//! Bounded per-agent thought storage.

use std::cmp::Ordering;

use tracing::debug;

use crate::types::ThoughtConfig;

use super::{Thought, ThoughtStatus};

/// Capacity-bounded collection of one agent's live thoughts.
///
/// Only evaluated thoughts are stored; generation and evaluation produce
/// thoughts without touching the reservoir, and [`add`](Self::add) commits
/// them afterwards.
#[derive(Debug, Clone)]
pub struct ThoughtReservoir {
    agent_id: String,
    config: ThoughtConfig,
    thoughts: Vec<Thought>,
}

impl ThoughtReservoir {
    pub fn new(agent_id: impl Into<String>, config: ThoughtConfig) -> Self {
        Self {
            agent_id: agent_id.into(),
            config,
            thoughts: Vec::new(),
        }
    }

    pub fn agent_id(&self) -> &str {
        &self.agent_id
    }

    pub fn config(&self) -> &ThoughtConfig {
        &self.config
    }

    pub fn thoughts(&self) -> &[Thought] {
        &self.thoughts
    }

    pub fn len(&self) -> usize {
        self.thoughts.len()
    }

    pub fn is_empty(&self) -> bool {
        self.thoughts.is_empty()
    }

    pub fn get(&self, id: &str) -> Option<&Thought> {
        self.thoughts.iter().find(|t| t.id == id)
    }

    pub fn queued(&self) -> impl Iterator<Item = &Thought> {
        self.thoughts.iter().filter(|t| t.is_queued())
    }

    /// Highest-scored queued thought; ties go to the older one.
    pub fn best_queued(&self) -> Option<&Thought> {
        self.queued().max_by(|a, b| {
            a.score
                .partial_cmp(&b.score)
                .unwrap_or(Ordering::Equal)
                .then_with(|| b.turn_created.cmp(&a.turn_created))
                .then_with(|| b.id.cmp(&a.id))
        })
    }

    /// Insert evaluated thoughts, returning any evicted to stay within capacity.
    ///
    /// Discarded thoughts are dropped rather than stored. Eviction removes the
    /// lowest-scored thought, preferring ones not queued to speak; ties go to
    /// the oldest.
    pub fn add(&mut self, thoughts: impl IntoIterator<Item = Thought>) -> Vec<Thought> {
        let mut evicted = Vec::new();
        for thought in thoughts {
            if thought.status == ThoughtStatus::Discarded {
                continue;
            }
            self.thoughts.push(thought);
            while self.thoughts.len() > self.config.capacity {
                let Some(index) = self.eviction_candidate() else {
                    break;
                };
                let mut victim = self.thoughts.remove(index);
                victim.status = ThoughtStatus::Discarded;
                debug!(
                    agent_id = %self.agent_id,
                    thought_id = %victim.id,
                    score = victim.score,
                    "Evicted thought at capacity"
                );
                evicted.push(victim);
            }
        }
        evicted
    }

    fn eviction_candidate(&self) -> Option<usize> {
        self.thoughts
            .iter()
            .enumerate()
            .min_by(|(_, a), (_, b)| {
                a.is_queued()
                    .cmp(&b.is_queued())
                    .then_with(|| a.score.partial_cmp(&b.score).unwrap_or(Ordering::Equal))
                    .then_with(|| a.turn_created.cmp(&b.turn_created))
            })
            .map(|(index, _)| index)
    }

    /// Remove a thought that has been spoken, returning it as expressed.
    pub fn mark_expressed(&mut self, id: &str) -> Option<Thought> {
        let index = self.thoughts.iter().position(|t| t.id == id)?;
        let mut thought = self.thoughts.remove(index);
        thought.status = ThoughtStatus::Expressed;
        Some(thought)
    }

    /// Age every stored thought to `turn`, returning the ones dropped.
    ///
    /// Scores decay per elapsed turn; thoughts past the horizon or under the
    /// floor are discarded and removed.
    pub fn decay(&mut self, turn: u64) -> Vec<Thought> {
        let ThoughtConfig {
            decay_factor,
            floor,
            horizon,
            ..
        } = self.config;

        let mut removed = Vec::new();
        let mut kept = Vec::with_capacity(self.thoughts.len());
        for mut thought in self.thoughts.drain(..) {
            thought.decay_to(turn, decay_factor);
            if thought.age(turn) > horizon || thought.score < floor {
                thought.status = ThoughtStatus::Discarded;
                removed.push(thought);
            } else {
                kept.push(thought);
            }
        }
        self.thoughts = kept;

        if !removed.is_empty() {
            debug!(
                agent_id = %self.agent_id,
                turn,
                removed = removed.len(),
                remaining = self.thoughts.len(),
                "Decayed thoughts"
            );
        }
        removed
    }
}

#[cfg(test)]
mod tests {
    use super::*;
    use crate::thought::ThoughtKind;

    fn thought(id: &str, score: f32, turn: u64, queued: bool) -> Thought {
        let mut t = Thought::new(
            id.to_string(),
            "agent-1",
            format!("content of {id}"),
            vec![1.0],
            "utterance-1",
            ThoughtKind::Reactive,
            turn,
        );
        let threshold = if queued { 0.0 } else { 1.1 };
        t.apply_evaluation("", score, threshold);
        if !queued {
            // Keep a stored, non-queued thought for eviction tests.
            t.status = ThoughtStatus::Evaluated;
        }
        t
    }

    fn reservoir(capacity: usize) -> ThoughtReservoir {
        ThoughtReservoir::new(
            "agent-1",
            ThoughtConfig::default()
                .with_capacity(capacity)
                .with_decay(0.5, 0.1, 3),
        )
    }

    #[test]
    fn test_add_skips_discarded() {
        let mut r = reservoir(4);
        let mut discarded = thought("t1", 0.2, 1, true);
        discarded.status = ThoughtStatus::Discarded;
        let evicted = r.add([discarded, thought("t2", 0.6, 1, true)]);
        assert!(evicted.is_empty());
        assert_eq!(r.len(), 1);
        assert!(r.get("t2").is_some());
    }

    #[test]
    fn test_capacity_evicts_lowest_score() {
        let mut r = reservoir(2);
        r.add([thought("a", 0.9, 1, true), thought("b", 0.6, 1, true)]);
        let evicted = r.add([thought("c", 0.7, 2, true)]);

        assert_eq!(evicted.len(), 1);
        assert_eq!(evicted[0].id, "b");
        assert_eq!(evicted[0].status, ThoughtStatus::Discarded);
        assert_eq!(r.len(), 2);
    }

    #[test]
    fn test_capacity_prefers_evicting_non_queued() {
        let mut r = reservoir(2);
        r.add([thought("queued", 0.55, 1, true), thought("idle", 0.9, 1, false)]);
        let evicted = r.add([thought("new", 0.6, 2, true)]);
        assert_eq!(evicted[0].id, "idle");
    }

    #[test]
    fn test_capacity_tie_evicts_oldest() {
        let mut r = reservoir(2);
        r.add([thought("old", 0.6, 1, true), thought("mid", 0.6, 2, true)]);
        let evicted = r.add([thought("new", 0.6, 3, true)]);
        assert_eq!(evicted[0].id, "old");
    }

    #[test]
    fn test_best_queued() {
        let mut r = reservoir(4);
        assert!(r.best_queued().is_none());
        r.add([
            thought("low", 0.55, 1, true),
            thought("high", 0.8, 1, true),
            thought("hidden", 0.95, 1, false),
        ]);
        assert_eq!(r.best_queued().unwrap().id, "high");
    }

    #[test]
    fn test_mark_expressed_removes() {
        let mut r = reservoir(4);
        r.add([thought("a", 0.8, 1, true)]);
        let expressed = r.mark_expressed("a").unwrap();
        assert_eq!(expressed.status, ThoughtStatus::Expressed);
        assert!(r.is_empty());
        assert!(r.mark_expressed("a").is_none());
    }

    #[test]
    fn test_decay_floor_and_horizon() {
        let mut r = reservoir(8);
        r.add([thought("strong", 0.9, 1, true), thought("weak", 0.3, 1, true)]);

        // 0.3 * 0.5^2 = 0.075 < floor.
        let removed = r.decay(3);
        assert_eq!(removed.len(), 1);
        assert_eq!(removed[0].id, "weak");
        assert!((r.get("strong").unwrap().score - 0.225).abs() < 1e-6);

        // Idempotent for the same turn.
        assert!(r.decay(3).is_empty());
        assert!((r.get("strong").unwrap().score - 0.225).abs() < 1e-6);

        // Age 4 > horizon 3.
        let removed = r.decay(5);
        assert_eq!(removed.len(), 1);
        assert!(r.is_empty());
    }
}
//! End-of-turn aging.

use tracing::debug;

use super::MemoryStore;

impl MemoryStore {
    /// Decay every item up to `turn`.
    ///
    /// Turn-indexed: an item that already decayed at `turn` is left alone, so
    /// calling this twice for the same turn changes nothing. Returns the
    /// number of items whose saliency changed.
    pub fn decay(&mut self, turn: u64) -> usize {
        let factor = self.config.decay_factor;
        let changed = self
            .iter_mut()
            .map(|item| item.decay_to(turn, factor))
            .filter(|changed| *changed)
            .count();
        debug!(turn, changed, "Decayed memories");
        changed
    }

    /// Remove stale working memories; long-term memories are never pruned.
    ///
    /// A working item is stale when its saliency is below `prune_floor` or it
    /// has not been accessed for more than `working_window` turns.
    pub fn prune(&mut self, turn: u64) -> usize {
        let floor = self.config.prune_floor;
        let window = self.config.working_window;
        let before = self.working.len();

        self.working.retain(|item| {
            let faded = item.saliency() < floor;
            let idle = window.is_some_and(|w| turn.saturating_sub(item.last_accessed_turn()) > w);
            !(faded || idle)
        });

        let removed = before - self.working.len();
        if removed > 0 {
            debug!(turn, removed, remaining = self.working.len(), "Pruned working memories");
        }
        removed
    }
}

#[cfg(test)]
mod tests {
    use std::sync::Arc;

    use thoughtful_llm::MockEmbedder;
    use thoughtful_types::SequentialIds;

    use crate::config::SaliencyConfig;
    use crate::store::MemoryStore;
    use crate::types::MemoryType;

    fn store(config: SaliencyConfig) -> MemoryStore {
        let mut store = MemoryStore::new(
            Arc::new(MockEmbedder::new(4)),
            SequentialIds::shared(),
            config,
        );
        store
            .add_with_embedding("agent-1", "persona", vec![1.0, 0.0, 0.0, 0.0], 1.0, MemoryType::LongTerm, 0)
            .unwrap();
        store
            .add_with_embedding("agent-1", "chatter", vec![0.0, 1.0, 0.0, 0.0], 1.0, MemoryType::Working, 0)
            .unwrap();
        store
    }

    fn saliencies(store: &MemoryStore) -> Vec<f32> {
        store.iter().map(|m| m.saliency()).collect()
    }

    #[test]
    fn test_decay_is_idempotent_within_a_turn() {
        let mut store = store(SaliencyConfig::default());
        assert_eq!(store.decay(2), 2);
        let once = saliencies(&store);

        assert_eq!(store.decay(2), 0);
        assert_eq!(saliencies(&store), once);
    }

    #[test]
    fn test_decay_compounds_per_elapsed_turn() {
        let mut store = store(SaliencyConfig::default().with_decay_factor(0.5));
        store.decay(1);
        store.decay(3);
        for s in saliencies(&store) {
            assert!((s - 0.125).abs() < 1e-6);
            assert!(s >= 0.0);
        }
    }

    #[test]
    fn test_prune_removes_faded_working_only() {
        let mut store = store(SaliencyConfig::default().with_decay_factor(0.5).with_prune_floor(0.05));
        store.decay(5); // 0.5^5 = 0.03125

        assert_eq!(store.prune(5), 1);
        assert!(store.working().is_empty());
        assert_eq!(store.long_term().len(), 1);
        assert!(store.long_term()[0].saliency() < 0.05);
    }

    #[test]
    fn test_prune_removes_idle_working_items() {
        let config = SaliencyConfig::default()
            .with_decay_factor(0.99)
            .with_working_window(Some(3));
        let mut store = store(config);

        assert_eq!(store.prune(3), 0);
        assert_eq!(store.prune(4), 1);
        assert_eq!(store.long_term().len(), 1);
    }

    #[test]
    fn test_prune_without_window_keeps_salient_items() {
        let mut store = store(SaliencyConfig::default().with_working_window(None));
        assert_eq!(store.prune(1_000), 0);
        assert_eq!(store.len(), 2);
    }
}
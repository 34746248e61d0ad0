//! Split command - preview how a persona becomes memories.

use anyhow::{Result, bail};
use clap::Args;
use console::Style;
use thoughtful_memory::TextSplitter;

/// Arguments for the split command.
#[derive(Args, Debug)]
pub struct SplitArgs {
    /// Text to split (e.g. a persona)
    #[arg(required = true)]
    pub text: String,
}

/// Run the split command.
pub fn run(args: SplitArgs) -> Result<()> {
    let chunks = TextSplitter::new().split(&args.text);
    if chunks.is_empty() {
        bail!("Text produced no chunks");
    }

    let dim = Style::new().dim();
    for (i, chunk) in chunks.iter().enumerate() {
        println!("{} {}", dim.apply_to(format!("{:>3}.", i + 1)), chunk);
    }
    Ok(())
}
//! Proactive conversational agents.
//!
//! Agents here think continuously, whether or not it is their turn, and
//! decide for themselves when to speak or interject.
//!
//! # Architecture
//!
//! ```text
//! ┌───────────────────────────────────────────────────────────────┐
//! │  ConversationLoop                                             │
//! │  - Broadcasts the last utterance to every participant         │
//! │  - Runs them concurrently under a timeout and cancel token    │
//! │  - Resolves one speaker and commits the utterance             │
//! └───────────────────────────────────────────────────────────────┘
//!                               │
//!               ┌───────────────┴───────────────┐
//!               ▼                               ▼
//!        ┌─────────────┐                 ┌─────────────┐
//!        │   Agent     │                 │   Human     │
//!        └─────────────┘                 └─────────────┘
//!          │    │    │
//!          ▼    ▼    ▼
//!   MemoryStore  ThoughtReservoir  EngagementEngine
//! ```
//!
//! # Core Components
//!
//! - [`Agent`]: memory, thoughts and engagement for one persona
//! - [`ThoughtReservoir`]: dual-process generation, evaluation and decay
//! - [`EngagementEngine`]: speak / wait / interrupt decisions
//! - [`ConversationLoop`]: turn-taking and conflict resolution

pub mod agent;
pub mod conversation;
pub mod engagement;
pub mod error;
pub mod human;
pub mod participant;
pub mod prompt;
pub mod simulator;
pub mod thought;
pub mod types;

pub use agent::{Agent, PreparedTurn};
pub use conversation::{Conversation, Interpretation, NewUtterance, Utterance};
pub use engagement::{Decision, EngagementEngine, EngagementState, resolve};
pub use error::{AgentError, Result};
pub use human::{Human, HumanInput, ScriptedInput, StdinInput};
pub use participant::{Participant, ParticipantInfo, ParticipantRef, Proposal, Role};
pub use simulator::{ConversationLoop, TurnContext, TurnReport};
pub use thought::{
    GenerationPath, Thought, ThoughtKind, ThoughtReservoir, ThoughtStatus, parse_candidates,
    parse_urgency,
};
pub use types::{
    AgentConfig, AgentSettings, ConversationConfig, EngagementConfig, EvaluationWeights, Services,
    ThoughtConfig,
};
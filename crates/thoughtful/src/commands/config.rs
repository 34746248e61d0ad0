//! Config command - show the resolved configuration.

use std::path::PathBuf;

use anyhow::{Context as _, Result};
use clap::Args;

use super::Context;

/// Arguments for the config command.
#[derive(Args, Debug)]
pub struct ConfigArgs {
    /// Config file layered on top of the discovered ones
    #[arg(short, long)]
    pub config: Option<PathBuf>,
}

/// Run the config command.
pub fn run(args: ConfigArgs, ctx: &Context) -> Result<()> {
    let loaded = thoughtful_config::load_config(args.config.as_deref())
        .context("Failed to load configuration")?;

    let sources = loaded.loaded_from();
    if sources.is_empty() {
        println!("# No config files loaded (using defaults)");
    } else {
        for path in sources {
            println!("# Loaded: {}", path.display());
        }
    }
    if ctx.verbose {
        for source in loaded.sources.iter().filter(|s| !s.loaded) {
            println!("# Not found: {}", source.path.display());
        }
    }
    for warning in &loaded.warnings {
        println!("# Warning: {warning}");
    }
    if let Err(e) = loaded.config.validate() {
        println!("# Warning: {e}");
    }
    println!();

    print!("{}", resolved(&loaded.config).to_toml()?);
    Ok(())
}

/// Every section filled in with its effective values.
fn resolved(config: &thoughtful_config::ThoughtfulConfig) -> thoughtful_config::ThoughtfulConfig {
    thoughtful_config::ThoughtfulConfig {
        llm: Some(config.llm()),
        embedding: Some(config.embedding()),
        memory: Some(config.memory()),
        thoughts: Some(config.thoughts()),
        engagement: Some(config.engagement()),
        conversation: Some(config.conversation()),
        agents: config.agents.clone(),
        humans: config.humans.clone(),
    }
}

Work task
Lines holding "same" are the ones to copy; find all of them in the listing.

Solution for this problem
        // Idempotent for the same turn.
    /// calling this twice for the same turn changes nothing. Returns the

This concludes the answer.